(Records contained in a dataset)
*** Block opens ***

use crate::core::{Pipeline, RunSummary};
use crate::utils::error::Result;
use crate::utils::monitor::RunMonitor;

pub struct EtlEngine<P: Pipeline> {
    pipeline: P,
    monitor_enabled: bool,
}

impl<P: Pipeline> EtlEngine<P> {
    pub fn new(pipeline: P) -> Self {
        Self {
            pipeline,
            monitor_enabled: false,
        }
    }

    pub fn new_with_monitoring(pipeline: P, monitor_enabled: bool) -> Self {
        Self {
            pipeline,
            monitor_enabled,
        }
    }

    pub async fn run(&self) -> Result<RunSummary> {
        let name = self.pipeline.name().to_string();
        let mut monitor = RunMonitor::new(self.monitor_enabled);
        tracing::info!("{}", "=".repeat(60));
        tracing::info!("Starting {}", name);
        tracing::info!("{}", "=".repeat(60));

        let extracted = self.pipeline.extract().await?;
        monitor.finish_phase("extract");

        let transformed = self.pipeline.transform(extracted).await?;
        monitor.finish_phase("transform");

        let summary = self.pipeline.load(transformed).await?;
        monitor.finish_phase("load");

        monitor.log_final_stats();
        if summary.failed > 0 {
            tracing::warn!(
                "{} completed with {} failed item(s) out of {}",
                name,
                summary.failed,
                summary.processed
            );
        } else {
            tracing::info!("{} completed successfully", name);
        }
        Ok(summary)
    }
}

#[cfg(test)]
mod tests {
    use super::*;
    use crate::utils::error::EtlError;

    struct CountingPipeline {
        fail_extract: bool,
    }

    #[async_trait::async_trait]
    impl Pipeline for CountingPipeline {
        type Extracted = Vec<u32>;
        type Transformed = Vec<u32>;

        fn name(&self) -> &str {
            "counting"
        }

        async fn extract(&self) -> Result<Vec<u32>> {
            if self.fail_extract {
                return Err(EtlError::AuthError {
                    message: "denied".to_string(),
                });
            }
            Ok(vec![1, 2, 3])
        }

        async fn transform(&self, data: Vec<u32>) -> Result<Vec<u32>> {
            Ok(data.into_iter().filter(|n| n % 2 == 1).collect())
        }

        async fn load(&self, data: Vec<u32>) -> Result<RunSummary> {
            let mut summary = RunSummary::new("counting");
            for n in data {
                summary.record_success(n.to_string());
            }
            Ok(summary)
        }
    }

    #[tokio::test]
    async fn test_engine_runs_all_phases() {
        let engine = EtlEngine::new(CountingPipeline { fail_extract: false });
        let summary = engine.run().await.unwrap();
        assert_eq!(summary.succeeded, 2);
        assert_eq!(summary.outputs, vec!["1", "3"]);
    }

    #[tokio::test]
    async fn test_setup_failure_aborts() {
        let engine = EtlEngine::new_with_monitoring(CountingPipeline { fail_extract: true }, false);
        assert!(matches!(engine.run().await, Err(EtlError::AuthError { .. })));
    }
}
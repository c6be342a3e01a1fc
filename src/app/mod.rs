// Application layer: wires configuration, clients and storage into runnable flows.

pub mod flows;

*** Block closes ***

WORK INSTRUCTION ->
Where in the records above does the word "utils" appear? Copy each line that holds it.

THE ANSWER ->
use crate::utils::error::Result;
use crate::utils::monitor::RunMonitor;
    use crate::utils::error::EtlError;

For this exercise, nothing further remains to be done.